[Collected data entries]
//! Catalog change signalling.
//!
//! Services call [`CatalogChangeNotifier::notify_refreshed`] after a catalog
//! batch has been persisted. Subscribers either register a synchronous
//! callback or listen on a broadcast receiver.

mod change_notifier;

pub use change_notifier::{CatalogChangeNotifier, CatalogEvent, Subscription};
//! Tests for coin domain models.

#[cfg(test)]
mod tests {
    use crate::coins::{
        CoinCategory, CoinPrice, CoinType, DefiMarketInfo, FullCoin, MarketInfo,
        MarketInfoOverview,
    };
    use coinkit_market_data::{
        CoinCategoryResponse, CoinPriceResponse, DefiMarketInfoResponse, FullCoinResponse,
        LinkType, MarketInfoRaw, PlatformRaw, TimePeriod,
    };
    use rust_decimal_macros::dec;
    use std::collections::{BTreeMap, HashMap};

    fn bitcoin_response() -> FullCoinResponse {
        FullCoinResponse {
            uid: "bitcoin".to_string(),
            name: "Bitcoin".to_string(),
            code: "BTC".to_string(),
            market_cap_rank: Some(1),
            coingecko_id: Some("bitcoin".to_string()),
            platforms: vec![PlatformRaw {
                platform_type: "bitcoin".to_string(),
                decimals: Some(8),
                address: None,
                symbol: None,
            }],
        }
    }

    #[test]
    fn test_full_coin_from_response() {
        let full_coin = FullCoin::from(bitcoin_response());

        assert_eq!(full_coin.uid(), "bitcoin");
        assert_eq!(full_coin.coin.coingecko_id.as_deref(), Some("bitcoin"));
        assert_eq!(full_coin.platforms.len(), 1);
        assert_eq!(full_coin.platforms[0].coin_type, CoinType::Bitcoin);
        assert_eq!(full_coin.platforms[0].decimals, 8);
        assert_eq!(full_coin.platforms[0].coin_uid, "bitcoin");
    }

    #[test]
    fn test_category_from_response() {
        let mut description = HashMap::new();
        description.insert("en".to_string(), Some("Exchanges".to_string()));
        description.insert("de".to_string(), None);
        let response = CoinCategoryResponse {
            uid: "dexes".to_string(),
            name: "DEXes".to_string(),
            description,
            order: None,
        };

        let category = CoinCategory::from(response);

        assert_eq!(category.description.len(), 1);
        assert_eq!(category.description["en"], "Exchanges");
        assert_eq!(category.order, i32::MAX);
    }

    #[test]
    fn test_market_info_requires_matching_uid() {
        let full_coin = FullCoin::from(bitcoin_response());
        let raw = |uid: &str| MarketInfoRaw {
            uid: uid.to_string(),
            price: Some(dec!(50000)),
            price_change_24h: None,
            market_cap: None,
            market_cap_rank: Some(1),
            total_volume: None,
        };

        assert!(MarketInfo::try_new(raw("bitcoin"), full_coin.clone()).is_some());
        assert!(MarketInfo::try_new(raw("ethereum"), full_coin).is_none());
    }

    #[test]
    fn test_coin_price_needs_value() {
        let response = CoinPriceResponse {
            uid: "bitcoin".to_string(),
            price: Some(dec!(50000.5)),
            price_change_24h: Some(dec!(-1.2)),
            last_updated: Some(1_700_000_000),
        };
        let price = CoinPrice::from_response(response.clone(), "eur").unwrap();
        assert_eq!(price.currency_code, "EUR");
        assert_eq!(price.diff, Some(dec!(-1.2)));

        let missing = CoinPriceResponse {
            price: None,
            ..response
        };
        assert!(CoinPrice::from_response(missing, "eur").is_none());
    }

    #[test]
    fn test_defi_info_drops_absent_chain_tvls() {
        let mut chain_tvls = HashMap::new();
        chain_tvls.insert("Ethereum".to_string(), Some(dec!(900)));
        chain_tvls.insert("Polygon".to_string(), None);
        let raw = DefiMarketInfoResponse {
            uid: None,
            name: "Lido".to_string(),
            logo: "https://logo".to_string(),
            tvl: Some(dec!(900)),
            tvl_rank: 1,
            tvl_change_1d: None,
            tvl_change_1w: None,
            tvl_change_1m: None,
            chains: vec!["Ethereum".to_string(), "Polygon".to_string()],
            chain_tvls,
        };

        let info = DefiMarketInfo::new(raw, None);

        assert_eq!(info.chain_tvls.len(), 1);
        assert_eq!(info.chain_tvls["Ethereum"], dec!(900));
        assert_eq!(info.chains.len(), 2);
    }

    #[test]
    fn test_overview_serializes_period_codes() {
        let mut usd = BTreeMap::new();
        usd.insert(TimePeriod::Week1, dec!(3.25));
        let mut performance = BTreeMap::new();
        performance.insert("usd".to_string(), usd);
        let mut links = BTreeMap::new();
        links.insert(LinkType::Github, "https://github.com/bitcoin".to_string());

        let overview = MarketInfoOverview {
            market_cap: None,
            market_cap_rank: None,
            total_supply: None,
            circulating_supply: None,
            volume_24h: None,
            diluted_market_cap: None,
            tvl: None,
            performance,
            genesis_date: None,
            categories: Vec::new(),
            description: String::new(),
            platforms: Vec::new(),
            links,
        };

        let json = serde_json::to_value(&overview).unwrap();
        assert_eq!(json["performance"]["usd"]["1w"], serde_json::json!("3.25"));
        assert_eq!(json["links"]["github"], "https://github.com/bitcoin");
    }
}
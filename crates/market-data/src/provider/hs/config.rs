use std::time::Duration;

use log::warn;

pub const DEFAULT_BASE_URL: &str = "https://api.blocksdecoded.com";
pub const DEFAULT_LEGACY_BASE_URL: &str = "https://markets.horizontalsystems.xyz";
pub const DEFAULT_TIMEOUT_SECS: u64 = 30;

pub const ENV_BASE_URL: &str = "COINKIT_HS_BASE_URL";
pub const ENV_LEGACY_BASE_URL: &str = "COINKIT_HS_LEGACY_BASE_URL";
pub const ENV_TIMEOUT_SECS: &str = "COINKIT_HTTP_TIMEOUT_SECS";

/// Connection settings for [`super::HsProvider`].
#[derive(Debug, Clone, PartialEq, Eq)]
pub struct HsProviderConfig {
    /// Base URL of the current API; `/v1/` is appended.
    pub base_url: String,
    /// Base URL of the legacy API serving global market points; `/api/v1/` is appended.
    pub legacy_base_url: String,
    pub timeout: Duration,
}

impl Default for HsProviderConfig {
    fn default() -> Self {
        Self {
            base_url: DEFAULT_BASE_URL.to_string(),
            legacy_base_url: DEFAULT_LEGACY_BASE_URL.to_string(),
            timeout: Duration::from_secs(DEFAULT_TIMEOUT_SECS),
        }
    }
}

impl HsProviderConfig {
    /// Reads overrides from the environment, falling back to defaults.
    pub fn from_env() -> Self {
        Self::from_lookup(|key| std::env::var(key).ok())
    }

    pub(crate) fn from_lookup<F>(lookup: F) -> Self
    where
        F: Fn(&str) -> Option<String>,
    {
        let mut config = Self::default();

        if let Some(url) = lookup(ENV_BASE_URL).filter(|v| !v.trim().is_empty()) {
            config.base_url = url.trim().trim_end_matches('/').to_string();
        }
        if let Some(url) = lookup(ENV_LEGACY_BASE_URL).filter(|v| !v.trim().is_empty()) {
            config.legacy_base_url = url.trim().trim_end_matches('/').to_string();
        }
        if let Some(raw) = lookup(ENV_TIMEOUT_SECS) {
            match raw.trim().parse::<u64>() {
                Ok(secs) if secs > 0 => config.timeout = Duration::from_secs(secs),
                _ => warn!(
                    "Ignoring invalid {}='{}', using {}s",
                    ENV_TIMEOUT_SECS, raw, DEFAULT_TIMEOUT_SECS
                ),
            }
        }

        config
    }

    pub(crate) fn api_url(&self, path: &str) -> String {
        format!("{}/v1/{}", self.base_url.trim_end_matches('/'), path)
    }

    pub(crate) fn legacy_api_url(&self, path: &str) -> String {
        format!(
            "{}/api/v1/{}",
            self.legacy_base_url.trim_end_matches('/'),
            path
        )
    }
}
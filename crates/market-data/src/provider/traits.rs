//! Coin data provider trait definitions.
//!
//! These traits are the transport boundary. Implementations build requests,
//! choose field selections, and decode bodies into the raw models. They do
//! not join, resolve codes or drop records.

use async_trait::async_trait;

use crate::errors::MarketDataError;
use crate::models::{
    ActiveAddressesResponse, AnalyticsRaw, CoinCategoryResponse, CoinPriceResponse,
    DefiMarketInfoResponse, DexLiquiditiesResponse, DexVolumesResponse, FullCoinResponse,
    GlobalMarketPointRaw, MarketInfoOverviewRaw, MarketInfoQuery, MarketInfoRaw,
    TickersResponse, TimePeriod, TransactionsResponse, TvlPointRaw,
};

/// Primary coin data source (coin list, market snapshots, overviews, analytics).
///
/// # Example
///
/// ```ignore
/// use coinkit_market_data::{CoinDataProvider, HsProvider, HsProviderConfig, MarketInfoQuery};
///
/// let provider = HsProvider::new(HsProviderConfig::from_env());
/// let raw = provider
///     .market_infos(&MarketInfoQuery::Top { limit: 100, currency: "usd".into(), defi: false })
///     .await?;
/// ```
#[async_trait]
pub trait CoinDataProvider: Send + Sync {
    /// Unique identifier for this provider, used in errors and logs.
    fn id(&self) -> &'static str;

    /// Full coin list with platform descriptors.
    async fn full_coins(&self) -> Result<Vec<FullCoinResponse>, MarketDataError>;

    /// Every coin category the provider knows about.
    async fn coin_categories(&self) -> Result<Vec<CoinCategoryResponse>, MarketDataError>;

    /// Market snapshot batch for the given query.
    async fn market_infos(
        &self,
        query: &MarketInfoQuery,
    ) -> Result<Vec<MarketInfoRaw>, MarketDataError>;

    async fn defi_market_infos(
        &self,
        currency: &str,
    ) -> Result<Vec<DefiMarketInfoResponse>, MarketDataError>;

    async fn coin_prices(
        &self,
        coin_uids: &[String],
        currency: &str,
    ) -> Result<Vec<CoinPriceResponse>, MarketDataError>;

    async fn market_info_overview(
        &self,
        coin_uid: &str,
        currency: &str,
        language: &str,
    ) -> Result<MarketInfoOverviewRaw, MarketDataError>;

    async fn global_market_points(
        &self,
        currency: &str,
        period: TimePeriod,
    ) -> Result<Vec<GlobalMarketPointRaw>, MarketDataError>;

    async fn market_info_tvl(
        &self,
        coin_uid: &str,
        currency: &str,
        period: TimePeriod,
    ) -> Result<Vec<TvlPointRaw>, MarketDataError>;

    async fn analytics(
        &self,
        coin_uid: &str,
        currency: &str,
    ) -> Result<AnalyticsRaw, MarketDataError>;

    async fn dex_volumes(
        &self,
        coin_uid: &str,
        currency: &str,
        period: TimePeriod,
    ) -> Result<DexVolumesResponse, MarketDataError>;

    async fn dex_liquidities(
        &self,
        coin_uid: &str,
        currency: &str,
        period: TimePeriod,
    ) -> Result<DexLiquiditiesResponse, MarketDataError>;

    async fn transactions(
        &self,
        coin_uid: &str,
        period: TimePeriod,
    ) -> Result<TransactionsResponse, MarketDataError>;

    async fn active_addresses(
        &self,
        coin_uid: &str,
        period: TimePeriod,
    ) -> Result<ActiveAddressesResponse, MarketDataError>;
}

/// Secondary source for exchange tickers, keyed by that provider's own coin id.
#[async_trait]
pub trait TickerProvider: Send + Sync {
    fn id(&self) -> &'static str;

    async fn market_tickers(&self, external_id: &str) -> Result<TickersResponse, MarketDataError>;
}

» **EXERCISE PROMPT**
Begin with the line above that has "use std::time::Duration;" and continue through the line that has "pub const DEFAULT_TIMEOUT_SECS: u64 = 30;", setting each one down exactly. Stop there.

» **OUTPUT FOR THIS EXERCISE**
use std::time::Duration;

use log::warn;

pub const DEFAULT_BASE_URL: &str = "https://api.blocksdecoded.com";
pub const DEFAULT_LEGACY_BASE_URL: &str = "https://markets.horizontalsystems.xyz";
pub const DEFAULT_TIMEOUT_SECS: u64 = 30;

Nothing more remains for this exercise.